▶ WHAT IS EXPECTED:
Type the records out again in full, exactly.

─── PROVIDED MATERIAL ───

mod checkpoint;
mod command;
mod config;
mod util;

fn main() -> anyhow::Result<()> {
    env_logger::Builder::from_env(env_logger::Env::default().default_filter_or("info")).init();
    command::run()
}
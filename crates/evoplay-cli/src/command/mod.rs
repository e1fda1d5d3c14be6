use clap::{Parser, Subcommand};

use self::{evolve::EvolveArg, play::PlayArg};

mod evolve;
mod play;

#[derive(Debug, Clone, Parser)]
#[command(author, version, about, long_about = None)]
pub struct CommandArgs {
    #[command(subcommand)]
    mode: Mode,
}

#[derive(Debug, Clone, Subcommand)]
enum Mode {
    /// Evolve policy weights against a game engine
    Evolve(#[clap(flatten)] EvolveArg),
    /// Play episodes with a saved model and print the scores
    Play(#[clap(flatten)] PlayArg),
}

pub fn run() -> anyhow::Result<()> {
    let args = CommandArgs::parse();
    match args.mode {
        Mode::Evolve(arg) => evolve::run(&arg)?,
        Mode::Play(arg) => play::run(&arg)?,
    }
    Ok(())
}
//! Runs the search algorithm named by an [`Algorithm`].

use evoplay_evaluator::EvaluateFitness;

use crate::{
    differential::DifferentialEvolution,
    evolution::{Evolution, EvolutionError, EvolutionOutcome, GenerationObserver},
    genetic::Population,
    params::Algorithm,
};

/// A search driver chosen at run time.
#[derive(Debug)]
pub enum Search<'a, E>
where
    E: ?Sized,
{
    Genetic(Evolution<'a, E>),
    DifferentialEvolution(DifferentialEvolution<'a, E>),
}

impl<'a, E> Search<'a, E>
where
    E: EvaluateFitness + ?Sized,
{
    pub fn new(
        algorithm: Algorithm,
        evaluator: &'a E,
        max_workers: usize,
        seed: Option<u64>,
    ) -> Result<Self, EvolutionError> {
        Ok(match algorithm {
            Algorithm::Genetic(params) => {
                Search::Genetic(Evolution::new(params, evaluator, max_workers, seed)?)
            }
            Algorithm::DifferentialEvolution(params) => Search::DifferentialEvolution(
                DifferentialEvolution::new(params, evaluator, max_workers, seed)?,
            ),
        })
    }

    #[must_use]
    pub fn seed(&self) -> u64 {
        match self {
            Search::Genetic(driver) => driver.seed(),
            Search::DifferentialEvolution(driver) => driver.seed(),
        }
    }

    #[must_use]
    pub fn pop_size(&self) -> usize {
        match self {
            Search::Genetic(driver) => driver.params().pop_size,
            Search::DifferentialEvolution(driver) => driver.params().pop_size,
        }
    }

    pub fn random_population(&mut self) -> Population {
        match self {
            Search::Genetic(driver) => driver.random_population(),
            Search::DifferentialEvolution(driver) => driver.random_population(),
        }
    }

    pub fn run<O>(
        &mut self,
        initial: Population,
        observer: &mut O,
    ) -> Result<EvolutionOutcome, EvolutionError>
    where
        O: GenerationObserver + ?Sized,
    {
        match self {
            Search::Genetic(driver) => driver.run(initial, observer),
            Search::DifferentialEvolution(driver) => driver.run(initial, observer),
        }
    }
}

───

▶ OUTPUT OF THE EXERCISE:
mod checkpoint;
mod command;
mod config;
mod util;

fn main() -> anyhow::Result<()> {
    env_logger::Builder::from_env(env_logger::Env::default().default_filter_or("info")).init();
    command::run()
}
filename crates/evoplay-cli/src/command/mod.rs
repository e1fda1d5d3c14be6
use clap::{Parser, Subcommand};

use self::{evolve::EvolveArg, play::PlayArg};

mod evolve;
mod play;

#[derive(Debug, Clone, Parser)]
#[command(author, version, about, long_about = None)]
pub struct CommandArgs {
    #[command(subcommand)]
    mode: Mode,
}

#[derive(Debug, Clone, Subcommand)]
enum Mode {
    /// Evolve policy weights against a game engine
    Evolve(#[clap(flatten)] EvolveArg),
    /// Play episodes with a saved model and print the scores
    Play(#[clap(flatten)] PlayArg),
}

pub fn run() -> anyhow::Result<()> {
    let args = CommandArgs::parse();
    match args.mode {
        Mode::Evolve(arg) => evolve::run(&arg)?,
        Mode::Play(arg) => play::run(&arg)?,
    }
    Ok(())
}
//! Runs the search algorithm named by an [`Algorithm`].

use evoplay_evaluator::EvaluateFitness;

use crate::{
    differential::DifferentialEvolution,
    evolution::{Evolution, EvolutionError, EvolutionOutcome, GenerationObserver},
    genetic::Population,
    params::Algorithm,
};

/// A search driver chosen at run time.
#[derive(Debug)]
pub enum Search<'a, E>
where
    E: ?Sized,
{
    Genetic(Evolution<'a, E>),
    DifferentialEvolution(DifferentialEvolution<'a, E>),
}

impl<'a, E> Search<'a, E>
where
    E: EvaluateFitness + ?Sized,
{
    pub fn new(
        algorithm: Algorithm,
        evaluator: &'a E,
        max_workers: usize,
        seed: Option<u64>,
    ) -> Result<Self, EvolutionError> {
        Ok(match algorithm {
            Algorithm::Genetic(params) => {
                Search::Genetic(Evolution::new(params, evaluator, max_workers, seed)?)
            }
            Algorithm::DifferentialEvolution(params) => Search::DifferentialEvolution(
                DifferentialEvolution::new(params, evaluator, max_workers, seed)?,
            ),
        })
    }

    #[must_use]
    pub fn seed(&self) -> u64 {
        match self {
            Search::Genetic(driver) => driver.seed(),
            Search::DifferentialEvolution(driver) => driver.seed(),
        }
    }

    #[must_use]
    pub fn pop_size(&self) -> usize {
        match self {
            Search::Genetic(driver) => driver.params().pop_size,
            Search::DifferentialEvolution(driver) => driver.params().pop_size,
        }
    }

    pub fn random_population(&mut self) -> Population {
        match self {
            Search::Genetic(driver) => driver.random_population(),
            Search::DifferentialEvolution(driver) => driver.random_population(),
        }
    }

    pub fn run<O>(
        &mut self,
        initial: Population,
        observer: &mut O,
    ) -> Result<EvolutionOutcome, EvolutionError>
    where
        O: GenerationObserver + ?Sized,
    {
        match self {
            Search::Genetic(driver) => driver.run(initial, observer),
            Search::DifferentialEvolution(driver) => driver.run(initial, observer),
        }
    }
}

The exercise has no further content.